You’re probably going to say ‘Oh Ray please not spinach!‘ But stay with me here – It has been said, that spinach is one of the most nutritious foods available and spinach nutritional value is astounding. So, I looked into this a little further. I was shocked by what I discovered and I’m still holding the results of this research in awe!

The good points

– Its best seasons are from March to May and September to October but you can get it any time of the year really.

– It provides more nutrients than any other type of food – think on that!

– It can help protect you from heart disease, osteoporosis, arthritis, and even colon cancer

– It contains vitamin K – great for bone health!

  • I’m not finished yet. It also has significant amounts of vitamin C and A which are important antioxidants to help prevent cholesterol from being oxidized. You don’t want oxidized cholesterol sticking to your artery walls right?
  • Spinach is so cool that some scientists (due to it’s anti-cancer properties} are now making specialized extracts for its use in controlled studies. One study in New England (late 1980s) showed to have an inverse affect on breast cancer.  It has also shown to have a positive effects on reducing the incidence of skin cancer, prostate cancer and stomach cancer.
  • One element in spinach known to be responsible for this is kaempferol which is also present in tea (nonherbal), onions, curly kale, leeks, broccoli, and berries (specifically blueberries).
  • Other ingredients include folate and it’s an anti-inflammatory as well. The list of benefits just goes on and on.
  • It helps to reduce mental health issues and aged related brain function problems.
  • There’s a thing called Lutein, it’s a carotenoid which protects against eye diseases such as age-related macular degeneration and cataract, and it is available in green vegetables, notably spinach, along with kale and you guessed it, broccoli.
  • You might like to know that vegetables, but not fruits, when typically consumed with  some fat, like extra virgin olive oil, increases the body’s ability to absorb vitamin E. Isn’t interesting that Popeye went out with a girl called Olive… hmmm!
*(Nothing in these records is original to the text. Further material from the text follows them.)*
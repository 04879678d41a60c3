use anyhow::Context;
use async_trait::async_trait;
use chrono::{DateTime, NaiveDate, Utc};
use sqlx::{PgPool, Row};
use uuid::Uuid;

use crate::context::{DiagnosisReader, PeriodLogReader, ProfileReader};
use crate::cycles;
use crate::models::{DiagnosisRecord, PeriodLogEntry, UserProfile};

#[derive(Debug, Clone, Copy, PartialEq, Eq)]
pub enum Toggle {
    Logged,
    Removed,
}

pub async fn init_db(pool: &PgPool) -> anyhow::Result<()> {
    sqlx::migrate!("./migrations").run(pool).await?;
    Ok(())
}

pub async fn upsert_user(
    pool: &PgPool,
    user_id: &str,
    display_name: Option<&str>,
    email: Option<&str>,
) -> anyhow::Result<()> {
    sqlx::query(
        r#"
        INSERT INTO femora.users (id, display_name, email)
        VALUES ($1, $2, $3)
        ON CONFLICT (id) DO UPDATE
        SET display_name = COALESCE(EXCLUDED.display_name, femora.users.display_name),
            email = COALESCE(EXCLUDED.email, femora.users.email)
        "#,
    )
    .bind(user_id)
    .bind(display_name)
    .bind(email)
    .execute(pool)
    .await
    .with_context(|| format!("failed to upsert user {user_id}"))?;
    Ok(())
}

pub async fn seed(pool: &PgPool) -> anyhow::Result<()> {
    let users = vec![
        ("seed-maya", Some("Maya Chen"), "maya.chen@femora.app"),
        ("seed-ines", None, "ines.ortega@femora.app"),
    ];

    for (id, name, email) in users {
        upsert_user(pool, id, name, Some(email)).await?;
    }

    let periods = [
        ("seed-maya", "2026-05-03"),
        ("seed-maya", "2026-05-04"),
        ("seed-maya", "2026-05-05"),
        ("seed-maya", "2026-05-31"),
        ("seed-maya", "2026-06-01"),
        ("seed-maya", "2026-06-29"),
        ("seed-maya", "2026-06-30"),
        ("seed-maya", "2026-07-01"),
        ("seed-ines", "2026-06-10"),
    ];

    for (user_id, raw) in periods {
        let date = cycles::parse_date(raw)?;
        insert_period(pool, user_id, date).await?;
    }

    let existing: i64 = sqlx::query(
        "SELECT COUNT(*) AS total FROM femora.diagnoses WHERE user_id = $1",
    )
    .bind("seed-maya")
    .fetch_one(pool)
    .await?
    .get("total");

    if existing == 0 {
        record_diagnosis(
            pool,
            "seed-maya",
            72,
            88,
            &[
                "Multiple small follicles along the ovarian periphery".to_string(),
                "Increased ovarian volume".to_string(),
            ],
        )
        .await?;
    }

    Ok(())
}

async fn insert_period(pool: &PgPool, user_id: &str, date: NaiveDate) -> anyhow::Result<bool> {
    let result = sqlx::query(
        r#"
        INSERT INTO femora.periods (user_id, date)
        VALUES ($1, $2)
        ON CONFLICT (user_id, date) DO NOTHING
        "#,
    )
    .bind(user_id)
    .bind(date)
    .execute(pool)
    .await?;
    Ok(result.rows_affected() > 0)
}

/// Logs `date` for the user, or removes it if it was already logged.
pub async fn toggle_period_date(
    pool: &PgPool,
    user_id: &str,
    date: NaiveDate,
) -> anyhow::Result<Toggle> {
    let removed = sqlx::query("DELETE FROM femora.periods WHERE user_id = $1 AND date = $2")
        .bind(user_id)
        .bind(date)
        .execute(pool)
        .await?;

    if removed.rows_affected() > 0 {
        return Ok(Toggle::Removed);
    }

    insert_period(pool, user_id, date).await?;
    Ok(Toggle::Logged)
}

pub async fn record_diagnosis(
    pool: &PgPool,
    user_id: &str,
    probability: i32,
    confidence: i32,
    findings: &[String],
) -> anyhow::Result<Uuid> {
    let id = Uuid::new_v4();
    sqlx::query(
        r#"
        INSERT INTO femora.diagnoses (id, user_id, probability, confidence, findings, created_at)
        VALUES ($1, $2, $3, $4, $5, now())
        "#,
    )
    .bind(id)
    .bind(user_id)
    .bind(probability)
    .bind(confidence)
    .bind(findings)
    .execute(pool)
    .await
    .with_context(|| format!("failed to record diagnosis for {user_id}"))?;
    Ok(id)
}

pub async fn fetch_period_entries(
    pool: &PgPool,
    user_id: &str,
    since_date: NaiveDate,
) -> anyhow::Result<Vec<PeriodLogEntry>> {
    let rows = sqlx::query(
        "SELECT user_id, date FROM femora.periods \
         WHERE user_id = $1 AND date >= $2 \
         ORDER BY date",
    )
    .bind(user_id)
    .bind(since_date)
    .fetch_all(pool)
    .await?;

    let mut entries = Vec::new();
    for row in rows {
        entries.push(PeriodLogEntry {
            user_id: row.get("user_id"),
            date: row.get("date"),
        });
    }

    Ok(entries)
}

#[derive(Debug, Clone, PartialEq, Eq)]
pub struct PeriodCsvRow {
    pub user_id: String,
    pub date: NaiveDate,
    pub display_name: Option<String>,
    pub email: Option<String>,
}

/// Parses `user_id,date[,display_name,email]` rows. Errors name the file line.
pub fn read_period_csv<R: std::io::Read>(input: R, source: &str) -> anyhow::Result<Vec<PeriodCsvRow>> {
    #[derive(serde::Deserialize)]
    struct CsvRow {
        user_id: String,
        date: String,
        display_name: Option<String>,
        email: Option<String>,
    }

    let mut reader = csv::Reader::from_reader(input);
    let headers = reader.headers()?.clone();
    let mut rows = Vec::new();

    for result in reader.records() {
        let record = result.with_context(|| format!("failed to read {source}"))?;
        let line = record.position().map_or(0, |position| position.line());
        let row: CsvRow = record
            .deserialize(Some(&headers))
            .with_context(|| format!("line {line} of {source}"))?;
        let date = cycles::parse_date(&row.date)
            .with_context(|| format!("line {line} of {source}"))?;

        rows.push(PeriodCsvRow {
            user_id: row.user_id,
            date,
            display_name: row.display_name,
            email: row.email,
        });
    }

    Ok(rows)
}

pub async fn import_csv(pool: &PgPool, csv_path: &std::path::Path) -> anyhow::Result<usize> {
    let file = std::fs::File::open(csv_path)
        .with_context(|| format!("failed to open {}", csv_path.display()))?;
    let rows = read_period_csv(file, &csv_path.display().to_string())?;
    let mut inserted = 0usize;

    for row in rows {
        upsert_user(pool, &row.user_id, row.display_name.as_deref(), row.email.as_deref())
            .await?;

        if insert_period(pool, &row.user_id, row.date).await? {
            inserted += 1;
        }
    }

    Ok(inserted)
}

/// Reads context data from the Postgres schema.
#[derive(Clone)]
pub struct PgHealthStore {
    pool: PgPool,
}

impl PgHealthStore {
    pub fn new(pool: PgPool) -> Self {
        Self { pool }
    }
}

#[async_trait]
impl DiagnosisReader for PgHealthStore {
    async fn latest_diagnosis(&self, user_id: &str) -> anyhow::Result<Option<DiagnosisRecord>> {
        let row = sqlx::query(
            "SELECT probability, confidence, findings, created_at \
             FROM femora.diagnoses WHERE user_id = $1 \
             ORDER BY created_at DESC LIMIT 1",
        )
        .bind(user_id)
        .fetch_optional(&self.pool)
        .await
        .context("failed to read latest diagnosis")?;

        Ok(row.map(|row| DiagnosisRecord {
            probability: row.get("probability"),
            confidence: row.get("confidence"),
            findings: row.get::<Vec<String>, _>("findings"),
            created_at: row.get::<DateTime<Utc>, _>("created_at"),
        }))
    }
}

#[async_trait]
impl PeriodLogReader for PgHealthStore {
    async fn period_dates(
        &self,
        user_id: &str,
        since: NaiveDate,
    ) -> anyhow::Result<Vec<NaiveDate>> {
        let entries = fetch_period_entries(&self.pool, user_id, since)
            .await
            .context("failed to read period log")?;
        Ok(entries.into_iter().map(|entry| entry.date).collect())
    }
}

#[async_trait]
impl ProfileReader for PgHealthStore {
    async fn profile(&self, user_id: &str) -> anyhow::Result<Option<UserProfile>> {
        let row = sqlx::query("SELECT id, display_name, email FROM femora.users WHERE id = $1")
            .bind(user_id)
            .fetch_optional(&self.pool)
            .await
            .context("failed to read user profile")?;

        Ok(row.map(|row| UserProfile {
            user_id: row.get("id"),
            display_name: row.get("display_name"),
            email: row.get("email"),
        }))
    }
}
Choose spinach that has dark or deep green leaves and avoid spinach with yellowing leaves. A slimy coating indicates that it’s decaying.  You should store only fresh spinach. Make sure it’s loosely packed in a plastic bag in the crisper where it will last about  four or five days. Do not wash it before storing as moisture will cause it to go-off. Best not to store cooked spinach because it will go-off even quicker.

There’s a whole heap of other benefits I haven’t mentioned here but I’m sure you catch my drift. This is  a special vegetable that should find it’s way into your weekly dietary habits no matter what! I’m now going to research some spinach recipes for you.